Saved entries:
================================
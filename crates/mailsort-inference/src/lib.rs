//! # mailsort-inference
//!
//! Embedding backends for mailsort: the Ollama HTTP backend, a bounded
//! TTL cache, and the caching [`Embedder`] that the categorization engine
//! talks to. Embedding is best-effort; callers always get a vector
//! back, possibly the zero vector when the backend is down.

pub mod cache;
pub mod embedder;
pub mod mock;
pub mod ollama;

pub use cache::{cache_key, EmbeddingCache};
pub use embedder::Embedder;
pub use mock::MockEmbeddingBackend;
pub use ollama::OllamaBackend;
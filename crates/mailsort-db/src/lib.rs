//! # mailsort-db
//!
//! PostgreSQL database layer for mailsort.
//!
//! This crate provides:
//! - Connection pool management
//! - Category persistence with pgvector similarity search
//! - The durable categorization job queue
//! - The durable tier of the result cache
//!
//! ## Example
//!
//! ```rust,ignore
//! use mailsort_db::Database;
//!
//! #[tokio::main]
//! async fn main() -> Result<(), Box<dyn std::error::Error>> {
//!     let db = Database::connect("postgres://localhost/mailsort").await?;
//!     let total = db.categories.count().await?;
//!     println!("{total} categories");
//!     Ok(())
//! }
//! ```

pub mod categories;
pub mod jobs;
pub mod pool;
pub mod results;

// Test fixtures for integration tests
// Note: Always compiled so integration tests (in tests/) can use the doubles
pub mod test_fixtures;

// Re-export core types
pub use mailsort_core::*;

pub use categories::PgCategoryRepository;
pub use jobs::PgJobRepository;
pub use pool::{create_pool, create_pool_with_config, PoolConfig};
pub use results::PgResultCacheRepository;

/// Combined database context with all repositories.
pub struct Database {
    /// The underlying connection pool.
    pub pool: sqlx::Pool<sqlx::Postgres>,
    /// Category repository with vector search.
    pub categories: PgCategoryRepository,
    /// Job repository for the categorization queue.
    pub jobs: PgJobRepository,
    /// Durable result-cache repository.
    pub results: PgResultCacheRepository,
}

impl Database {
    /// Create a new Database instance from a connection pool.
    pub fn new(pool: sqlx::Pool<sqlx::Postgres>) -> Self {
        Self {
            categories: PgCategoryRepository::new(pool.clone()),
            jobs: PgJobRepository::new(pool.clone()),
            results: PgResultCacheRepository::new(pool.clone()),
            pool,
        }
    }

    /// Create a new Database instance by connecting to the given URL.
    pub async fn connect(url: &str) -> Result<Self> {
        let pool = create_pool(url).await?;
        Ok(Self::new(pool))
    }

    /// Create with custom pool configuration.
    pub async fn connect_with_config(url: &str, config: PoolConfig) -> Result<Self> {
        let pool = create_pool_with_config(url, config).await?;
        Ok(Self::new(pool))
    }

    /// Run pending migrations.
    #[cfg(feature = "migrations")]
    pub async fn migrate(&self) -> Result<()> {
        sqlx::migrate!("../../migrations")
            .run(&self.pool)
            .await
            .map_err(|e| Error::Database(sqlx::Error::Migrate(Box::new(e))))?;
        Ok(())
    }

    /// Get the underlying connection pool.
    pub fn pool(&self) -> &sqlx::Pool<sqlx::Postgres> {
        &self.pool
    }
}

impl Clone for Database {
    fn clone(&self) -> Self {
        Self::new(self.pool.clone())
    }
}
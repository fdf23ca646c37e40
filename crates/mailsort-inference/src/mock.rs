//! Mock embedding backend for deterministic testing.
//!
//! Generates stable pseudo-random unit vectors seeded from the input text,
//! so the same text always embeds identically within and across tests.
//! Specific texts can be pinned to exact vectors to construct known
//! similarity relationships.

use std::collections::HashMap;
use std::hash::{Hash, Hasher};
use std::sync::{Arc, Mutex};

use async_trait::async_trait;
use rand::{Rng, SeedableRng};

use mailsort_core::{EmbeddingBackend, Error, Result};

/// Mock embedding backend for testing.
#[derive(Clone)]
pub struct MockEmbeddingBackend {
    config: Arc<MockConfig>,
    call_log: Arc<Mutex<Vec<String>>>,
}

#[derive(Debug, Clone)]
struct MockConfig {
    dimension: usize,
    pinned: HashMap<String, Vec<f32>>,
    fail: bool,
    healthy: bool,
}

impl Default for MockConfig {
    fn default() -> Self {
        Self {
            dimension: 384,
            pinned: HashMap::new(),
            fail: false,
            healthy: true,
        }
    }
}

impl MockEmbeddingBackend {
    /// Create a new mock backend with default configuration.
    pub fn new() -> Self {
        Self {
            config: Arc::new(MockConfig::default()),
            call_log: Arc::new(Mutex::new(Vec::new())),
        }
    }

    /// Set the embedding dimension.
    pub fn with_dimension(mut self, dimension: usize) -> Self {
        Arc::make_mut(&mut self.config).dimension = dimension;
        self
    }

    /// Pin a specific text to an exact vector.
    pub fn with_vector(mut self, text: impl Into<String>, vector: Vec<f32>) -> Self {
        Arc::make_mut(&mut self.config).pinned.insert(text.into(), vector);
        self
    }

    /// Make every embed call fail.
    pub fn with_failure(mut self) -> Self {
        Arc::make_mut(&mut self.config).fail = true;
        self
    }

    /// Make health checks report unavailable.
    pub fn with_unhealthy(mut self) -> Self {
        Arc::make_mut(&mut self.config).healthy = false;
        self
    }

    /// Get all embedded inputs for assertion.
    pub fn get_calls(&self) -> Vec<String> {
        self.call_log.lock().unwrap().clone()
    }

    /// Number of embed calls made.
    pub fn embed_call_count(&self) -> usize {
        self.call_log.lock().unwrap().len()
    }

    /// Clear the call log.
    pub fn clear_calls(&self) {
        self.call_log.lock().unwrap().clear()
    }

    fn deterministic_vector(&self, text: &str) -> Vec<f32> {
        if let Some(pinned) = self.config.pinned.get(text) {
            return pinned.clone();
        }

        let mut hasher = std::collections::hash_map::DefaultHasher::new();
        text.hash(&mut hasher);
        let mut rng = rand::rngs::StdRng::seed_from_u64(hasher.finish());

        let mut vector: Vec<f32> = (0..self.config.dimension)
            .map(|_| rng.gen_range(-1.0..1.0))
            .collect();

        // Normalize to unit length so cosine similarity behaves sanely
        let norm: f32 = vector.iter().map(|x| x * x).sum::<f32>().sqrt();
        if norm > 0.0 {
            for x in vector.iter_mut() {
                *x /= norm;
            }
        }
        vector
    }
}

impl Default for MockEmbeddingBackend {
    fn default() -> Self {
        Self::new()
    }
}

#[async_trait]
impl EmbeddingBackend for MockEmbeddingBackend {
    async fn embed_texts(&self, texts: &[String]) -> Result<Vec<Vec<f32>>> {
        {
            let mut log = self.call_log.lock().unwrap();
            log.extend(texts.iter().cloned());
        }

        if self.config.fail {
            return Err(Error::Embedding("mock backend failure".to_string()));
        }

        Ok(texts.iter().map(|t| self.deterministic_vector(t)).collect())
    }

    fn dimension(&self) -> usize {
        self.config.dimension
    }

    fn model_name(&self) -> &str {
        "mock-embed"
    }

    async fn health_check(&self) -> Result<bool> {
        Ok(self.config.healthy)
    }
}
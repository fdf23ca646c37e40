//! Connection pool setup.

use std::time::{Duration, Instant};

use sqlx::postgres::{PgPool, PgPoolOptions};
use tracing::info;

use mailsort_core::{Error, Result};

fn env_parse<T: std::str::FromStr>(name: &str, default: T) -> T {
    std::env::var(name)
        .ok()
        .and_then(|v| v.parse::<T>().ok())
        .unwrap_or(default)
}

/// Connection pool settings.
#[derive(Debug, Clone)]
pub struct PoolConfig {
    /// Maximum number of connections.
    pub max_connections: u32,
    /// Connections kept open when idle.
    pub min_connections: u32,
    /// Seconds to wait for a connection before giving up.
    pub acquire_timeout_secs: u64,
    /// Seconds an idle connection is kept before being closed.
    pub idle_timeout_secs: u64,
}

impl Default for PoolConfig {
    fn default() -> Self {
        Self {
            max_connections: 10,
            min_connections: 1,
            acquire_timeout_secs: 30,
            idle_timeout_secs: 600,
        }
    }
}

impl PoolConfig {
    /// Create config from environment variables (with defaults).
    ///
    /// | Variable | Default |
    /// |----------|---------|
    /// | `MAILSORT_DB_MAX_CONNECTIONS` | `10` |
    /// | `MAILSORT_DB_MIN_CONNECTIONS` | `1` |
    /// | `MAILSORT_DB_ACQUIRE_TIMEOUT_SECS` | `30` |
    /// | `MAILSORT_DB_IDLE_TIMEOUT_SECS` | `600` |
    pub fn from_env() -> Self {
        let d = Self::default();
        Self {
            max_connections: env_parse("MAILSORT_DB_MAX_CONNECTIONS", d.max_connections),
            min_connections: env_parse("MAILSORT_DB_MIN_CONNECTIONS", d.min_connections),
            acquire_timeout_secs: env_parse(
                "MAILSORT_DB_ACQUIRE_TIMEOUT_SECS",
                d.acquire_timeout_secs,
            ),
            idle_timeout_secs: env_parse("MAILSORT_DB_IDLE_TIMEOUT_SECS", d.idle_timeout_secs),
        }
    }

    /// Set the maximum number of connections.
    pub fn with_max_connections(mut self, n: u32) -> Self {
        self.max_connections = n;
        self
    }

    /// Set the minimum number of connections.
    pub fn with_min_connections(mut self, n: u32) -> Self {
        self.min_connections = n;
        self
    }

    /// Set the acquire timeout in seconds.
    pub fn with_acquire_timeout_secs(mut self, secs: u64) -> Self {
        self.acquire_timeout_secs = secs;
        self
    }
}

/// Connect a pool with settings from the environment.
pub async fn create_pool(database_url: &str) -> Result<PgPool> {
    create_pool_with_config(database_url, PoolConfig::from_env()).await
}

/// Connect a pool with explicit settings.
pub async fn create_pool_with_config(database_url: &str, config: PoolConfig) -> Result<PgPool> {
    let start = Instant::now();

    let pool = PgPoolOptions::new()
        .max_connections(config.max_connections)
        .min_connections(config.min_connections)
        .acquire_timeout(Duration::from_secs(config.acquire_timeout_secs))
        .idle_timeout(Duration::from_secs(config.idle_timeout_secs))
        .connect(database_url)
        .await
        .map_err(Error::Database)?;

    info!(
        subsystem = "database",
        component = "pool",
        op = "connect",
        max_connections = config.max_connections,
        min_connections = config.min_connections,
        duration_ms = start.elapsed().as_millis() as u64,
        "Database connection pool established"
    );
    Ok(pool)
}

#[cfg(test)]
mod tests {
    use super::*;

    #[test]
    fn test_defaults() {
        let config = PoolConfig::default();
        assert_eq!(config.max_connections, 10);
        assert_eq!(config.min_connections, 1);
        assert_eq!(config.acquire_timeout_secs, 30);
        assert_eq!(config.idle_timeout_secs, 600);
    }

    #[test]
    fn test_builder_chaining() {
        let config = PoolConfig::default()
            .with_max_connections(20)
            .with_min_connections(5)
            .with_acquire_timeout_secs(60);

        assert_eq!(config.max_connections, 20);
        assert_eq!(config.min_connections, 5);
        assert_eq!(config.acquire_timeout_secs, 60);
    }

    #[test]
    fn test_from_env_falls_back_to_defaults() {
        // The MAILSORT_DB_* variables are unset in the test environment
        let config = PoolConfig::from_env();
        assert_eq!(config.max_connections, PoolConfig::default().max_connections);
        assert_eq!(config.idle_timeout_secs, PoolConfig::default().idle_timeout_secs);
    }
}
================================
Task objective = Across the records, count the lines holding the string "categorization". Give the number and stop.

Solution to this exercise = 3